European regulators fined Google a record 2.42 billion euros ($2.72 billion) for abusing its dominance of the online search market in a case that could be just the opening salvo in Europe's attempt to curb the company's clout on that continent.
The decision announced Tuesday by the European Commission punished Google for unfairly favoring its own online shopping recommendations in its search results. The commission is also conducting at least two other probes into the company's business practices that could force Google to make even more changes in the way it bundles services on mobile devices and sells digital advertising.

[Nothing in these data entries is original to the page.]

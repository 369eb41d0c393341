// Unless explicitly stated otherwise all files in this repository are licensed
// under the Apache License Version 2.0.
// This product includes software developed at Datadog (https://www.datadoghq.com/).
// Copyright 2026-present Datadog, Inc.

// Correctness
#![deny(clippy::undocumented_unsafe_blocks)]
// Panicking code
#![deny(clippy::unwrap_used)]
#![deny(clippy::expect_used)]
#![deny(clippy::panic)]
#![deny(clippy::unimplemented)]
#![deny(clippy::todo)]
// Debug code that shouldn't be in production
#![deny(clippy::dbg_macro)]
#![deny(clippy::print_stdout)]
#![deny(clippy::print_stderr)]

pub mod command;
pub mod config;
pub mod dispatcher;
pub mod error;
pub mod process;
pub mod program;
pub mod queue;
pub mod registry;
pub mod shell;
pub mod spec;
pub mod state;
pub mod status;
pub mod supervisor;
pub mod timer;

pub use dispatcher::{Supervisor, SupervisorHandle};
pub use queue::Event;
pub use spec::{AutoRestart, ProgramSpec};
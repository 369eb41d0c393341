// Unless explicitly stated otherwise all files in this repository are licensed
// under the Apache License Version 2.0.
// This product includes software developed at Datadog (https://www.datadoghq.com/).
// Copyright 2026-present Datadog, Inc.

use std::io;
use std::path::PathBuf;

use thiserror::Error;

#[derive(Error, Debug)]
pub enum ConfigError {
    #[error("cannot read {path}: {source}")]
    Read {
        path: PathBuf,
        #[source]
        source: io::Error,
    },
    #[error("cannot parse {path}: {source}")]
    Parse {
        path: PathBuf,
        #[source]
        source: serde_yaml::Error,
    },
    #[error("program '{program}': {field}: {reason}")]
    Invalid {
        program: String,
        field: &'static str,
        reason: String,
    },
}

impl ConfigError {
    pub(crate) fn invalid(program: &str, field: &'static str, reason: impl Into<String>) -> Self {
        ConfigError::Invalid {
            program: program.to_string(),
            field,
            reason: reason.into(),
        }
    }
}

/// Operator input errors. None of them changes supervisor state.
#[derive(Error, Debug, Clone, PartialEq, Eq)]
pub enum CommandError {
    #[error("empty line")]
    EmptyLine,
    #[error("command not found")]
    NotFound,
    #[error("too many arguments")]
    TooManyArguments,
    #[error("argument missing")]
    ArgumentMissing,
    #[error("bad argument: {0}")]
    BadArgument(String),
}

#[derive(Error, Debug)]
pub enum SpawnError {
    /// The OS refused to create a new process.
    #[error("cannot create process: {0}")]
    Fork(#[source] io::Error),
    #[error("cannot execute {command}: {source}")]
    Exec {
        command: String,
        #[source]
        source: io::Error,
    },
    #[error("cannot open {path}: {source}")]
    Output {
        path: PathBuf,
        #[source]
        source: io::Error,
    },
}

impl SpawnError {
    /// Fork failures end the run cycle; everything else counts as a failed start.
    pub fn is_fatal(&self) -> bool {
        matches!(self, SpawnError::Fork(_))
    }
}

#[derive(Error, Debug, Clone, PartialEq, Eq)]
pub enum DispatchError {
    #[error("unknown program: {0}")]
    UnknownProgram(String),
    #[error("program already registered: {0}")]
    DuplicateProgram(String),
    #[error("event queue closed")]
    QueueClosed,
}

/// Anything the interactive shell reports to the operator.
#[derive(Error, Debug)]
pub enum ShellError {
    #[error("command error: {0}")]
    Command(#[from] CommandError),
    #[error("config error: {0}")]
    Config(#[from] ConfigError),
    #[error("{0}")]
    Dispatch(#[from] DispatchError),
    #[error("i/o error: {0}")]
    Io(#[from] io::Error),
}
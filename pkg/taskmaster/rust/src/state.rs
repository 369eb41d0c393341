// Unless explicitly stated otherwise all files in this repository are licensed
// under the Apache License Version 2.0.
// This product includes software developed at Datadog (https://www.datadoghq.com/).
// Copyright 2026-present Datadog, Inc.

use std::fmt;

#[derive(Debug, Clone, Copy, PartialEq, Eq)]
pub enum ProcessState {
    /// No child, or between two attempts of a run cycle.
    Stopped,
    /// Child forked, start time not reached yet.
    Starting,
    /// Child stayed alive for the whole start time.
    Started,
    /// Stop escalation in progress.
    Stopping,
}

impl ProcessState {
    /// States in which a stop request has a child to act on.
    pub fn is_active(self) -> bool {
        matches!(self, ProcessState::Starting | ProcessState::Started)
    }

    pub(crate) fn can_transition_to(self, next: ProcessState) -> bool {
        use ProcessState::*;
        matches!(
            (self, next),
            (Stopped, Starting)
                | (Starting, Started)
                | (Starting, Stopped)
                | (Started, Stopped)
                | (Starting, Stopping)
                | (Started, Stopping)
                | (Stopping, Stopped)
        )
    }
}

impl fmt::Display for ProcessState {
    fn fmt(&self, f: &mut fmt::Formatter<'_>) -> fmt::Result {
        match self {
            ProcessState::Stopped => write!(f, "stopped"),
            ProcessState::Starting => write!(f, "starting"),
            ProcessState::Started => write!(f, "started"),
            ProcessState::Stopping => write!(f, "stopping"),
        }
    }
}

/// Request left for the launcher by the dispatcher.
#[derive(Debug, Clone, Copy, PartialEq, Eq, Default)]
pub enum PendingEvent {
    #[default]
    None,
    StopRequested,
    RestartRequested,
    ExitRequested,
}

impl PendingEvent {
    pub fn is_none(self) -> bool {
        self == PendingEvent::None
    }

    /// Combine a new request with the one already pending. Exit is never downgraded.
    pub(crate) fn merge(self, next: PendingEvent) -> PendingEvent {
        match (self, next) {
            (PendingEvent::ExitRequested, _) => PendingEvent::ExitRequested,
            (current, PendingEvent::None) => current,
            (_, next) => next,
        }
    }
}

impl fmt::Display for PendingEvent {
    fn fmt(&self, f: &mut fmt::Formatter<'_>) -> fmt::Result {
        match self {
            PendingEvent::None => write!(f, "none"),
            PendingEvent::StopRequested => write!(f, "stop"),
            PendingEvent::RestartRequested => write!(f, "restart"),
            PendingEvent::ExitRequested => write!(f, "exit"),
        }
    }
}
// Unless explicitly stated otherwise all files in this repository are licensed
// under the Apache License Version 2.0.
// This product includes software developed at Datadog (https://www.datadoghq.com/).
// Copyright 2026-present Datadog, Inc.

//! Process-wide, append-only log sink for the `log` facade.
//!
//! Every record becomes one line:
//!
//! ```text
//! 2026-03-02, 14:07:55 - [         launcher] - [sleeper:0] launched (pid=4242)
//! ```
//!
//! The component column is the record target (last `::` segment), right
//! aligned on 17 columns. The file is opened in append mode and is never
//! truncated or rotated by the sink.

use std::fmt;
use std::fs::{File, OpenOptions};
use std::io::{self, Write};
use std::path::Path;
use std::sync::Mutex;

use log::{LevelFilter, Log, Metadata, Record, SetLoggerError};
use time::macros::format_description;
use time::{OffsetDateTime, UtcOffset};

const COMPONENT_WIDTH: usize = 17;

/// Appends formatted records to a single file. All writers share one lock.
pub struct FileLogger {
    level: LevelFilter,
    offset: UtcOffset,
    file: Mutex<File>,
}

impl FileLogger {
    /// Open (or create) `path` for appending.
    ///
    /// The local UTC offset is resolved here, once. On unix this only succeeds
    /// while the process is still single threaded, so open the sink before
    /// starting any runtime; UTC is used otherwise.
    pub fn open(path: &Path, level: LevelFilter) -> io::Result<Self> {
        let file = OpenOptions::new().create(true).append(true).open(path)?;
        let offset = UtcOffset::current_local_offset().unwrap_or(UtcOffset::UTC);
        Ok(Self {
            level,
            offset,
            file: Mutex::new(file),
        })
    }

    fn now(&self) -> OffsetDateTime {
        OffsetDateTime::now_utc().to_offset(self.offset)
    }
}

impl Log for FileLogger {
    fn enabled(&self, metadata: &Metadata) -> bool {
        metadata.level() <= self.level
    }

    fn log(&self, record: &Record) {
        if !self.enabled(record.metadata()) {
            return;
        }
        let line = format_line(self.now(), record.target(), record.args());
        // A poisoned lock only means another writer panicked mid-line; keep logging.
        let mut file = match self.file.lock() {
            Ok(guard) => guard,
            Err(poisoned) => poisoned.into_inner(),
        };
        let _ = file.write_all(line.as_bytes());
    }

    fn flush(&self) {
        if let Ok(mut file) = self.file.lock() {
            let _ = file.flush();
        }
    }
}

/// Render one log line, newline included.
pub fn format_line(now: OffsetDateTime, target: &str, message: &fmt::Arguments<'_>) -> String {
    let component = target.rsplit("::").next().unwrap_or(target);
    format!(
        "{} - [{component:>width$}] - {message}\n",
        timestamp(now),
        width = COMPONENT_WIDTH
    )
}

fn timestamp(now: OffsetDateTime) -> String {
    let format = format_description!("[year]-[month]-[day], [hour]:[minute]:[second]");
    now.format(format).unwrap_or_default()
}

#[derive(Debug)]
pub enum InitError {
    Open(io::Error),
    AlreadyInstalled(SetLoggerError),
}

impl fmt::Display for InitError {
    fn fmt(&self, f: &mut fmt::Formatter<'_>) -> fmt::Result {
        match self {
            InitError::Open(e) => write!(f, "cannot open log file: {e}"),
            InitError::AlreadyInstalled(e) => write!(f, "logger already installed: {e}"),
        }
    }
}

impl std::error::Error for InitError {
    fn source(&self) -> Option<&(dyn std::error::Error + 'static)> {
        match self {
            InitError::Open(e) => Some(e),
            InitError::AlreadyInstalled(e) => Some(e),
        }
    }
}

/// Install a [`FileLogger`] writing to `path` as the global logger.
pub fn init(path: &Path, level: LevelFilter) -> Result<(), InitError> {
    let logger = FileLogger::open(path, level).map_err(InitError::Open)?;
    log::set_boxed_logger(Box::new(logger)).map_err(InitError::AlreadyInstalled)?;
    log::set_max_level(level);
    Ok(())
}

Even so, Europe's crackdown is unlikely to affect Google's products in the U.S. or elsewhere. But it could provide an opportunity to contrast how consumers fare when the company operates under constraints compared with an unfettered Google.
The fine immediately triggered debate about whether European regulators were taking prudent steps to preserve competition or overstepping their bounds to save companies being shunned by consumers who have overwhelmingly embraced an alternative.
Margrethe Vestager, Europe's top antitrust regulator, said her agency's nearly seven-year investigation left no doubt something had to be done to rein in Google.
"What Google has done is illegal under EU antitrust rules. It denied other companies the chance to compete on the merits and to innovate. And most importantly, it denied European consumers a genuine choice of services and the full benefits of innovation," Vestager told reporters Tuesday.
The fine was the highest ever imposed in Europe for anti-competitive behavior, exceeding a 1.06 billion euros penalty on Silicon Valley chip maker Intel in 2009.
The penalty itself is unlikely to leave a dent in Google's finances. Parent company Alphabet Inc. has more than $92 billion (82 billion euros) in cash, including nearly $56 billion (50 billion euros) in accounts outside of the U.S.
The findings in Europe contrasted sharply with those reached by the U.S. Federal Trade Commission in a similar investigation of Google completed in 2013. The FTC absolved Google of any serious wrongdoing after concluding that its search recommendations did not undermine competition or hurt consumers.
Leading up to that unanimous decision, though, some of the FTC's staff sent a memo to the agency's commissioners recommending legal action because Google's "conduct has resulted — and will result — in real harm to consumers and to innovation in the online search and advertising markets," according to a memo inadvertently released to The Wall Street Journal two years ago.
Google's misbehavior in Europe boiled down to its practice of highlighting its own online shopping service above those of its rivals. Merchants pay Google for the right to show summaries of their products in small boxes displayed near the top of search results when someone seems to be interested in a purchase.
Meanwhile, Google lists search results of its biggest rivals in online shopping on page 4 — and smaller rivals even lower, based on the calculations of European regulators. That's a huge advantage for Google when 90 percent of user clicks are on the first page.
Google says consumers like its shopping thumbnails because they are concise and convenient.
The commission's decision "underestimates the value of those kinds of fast and easy connections," Kent Walker, Google's general counsel, wrote in a blog post.
Europe's investigation did not present any concrete evidence that consumers had been financially damaged by Google's online shopping tactics, said Pablo Ibanez Colomo, a law professor at the London School of Economics.
"The only harm being alleged here is that competing services have suffered a decrease in traffic coming from Google," Colomo said on a call organized by the Computer & Communications Industry Association, a tech lobbying group.
Alphabet is mulling an appeal of Tuesday's penalty, but even if that is filed, the Mountain View, California, company will still only have 90 days to comply with an order to stop favoring its own links to online shopping. If it does not, Alphabet faces more fines of up to 5 percent of its average daily revenue worldwide. That would translate into roughly $14 million (12 million euros), based on Alphabet's revenue during the first three months of the year.
Rather than comply, Google could shut down its shopping service in Europe.
If that happens, "it will mean consumers in Europe are going to be worse off than consumers in the rest of the world," predicted David Balto, a consumer advocate and antitrust expert who formerly served as the FTC's policy director. "Consumers rarely benefit when bureaucrats put their thumbs on the economic scales to tip them one way or the other."
Google's critics applauded the EU for standing up to the company after the FTC backed down.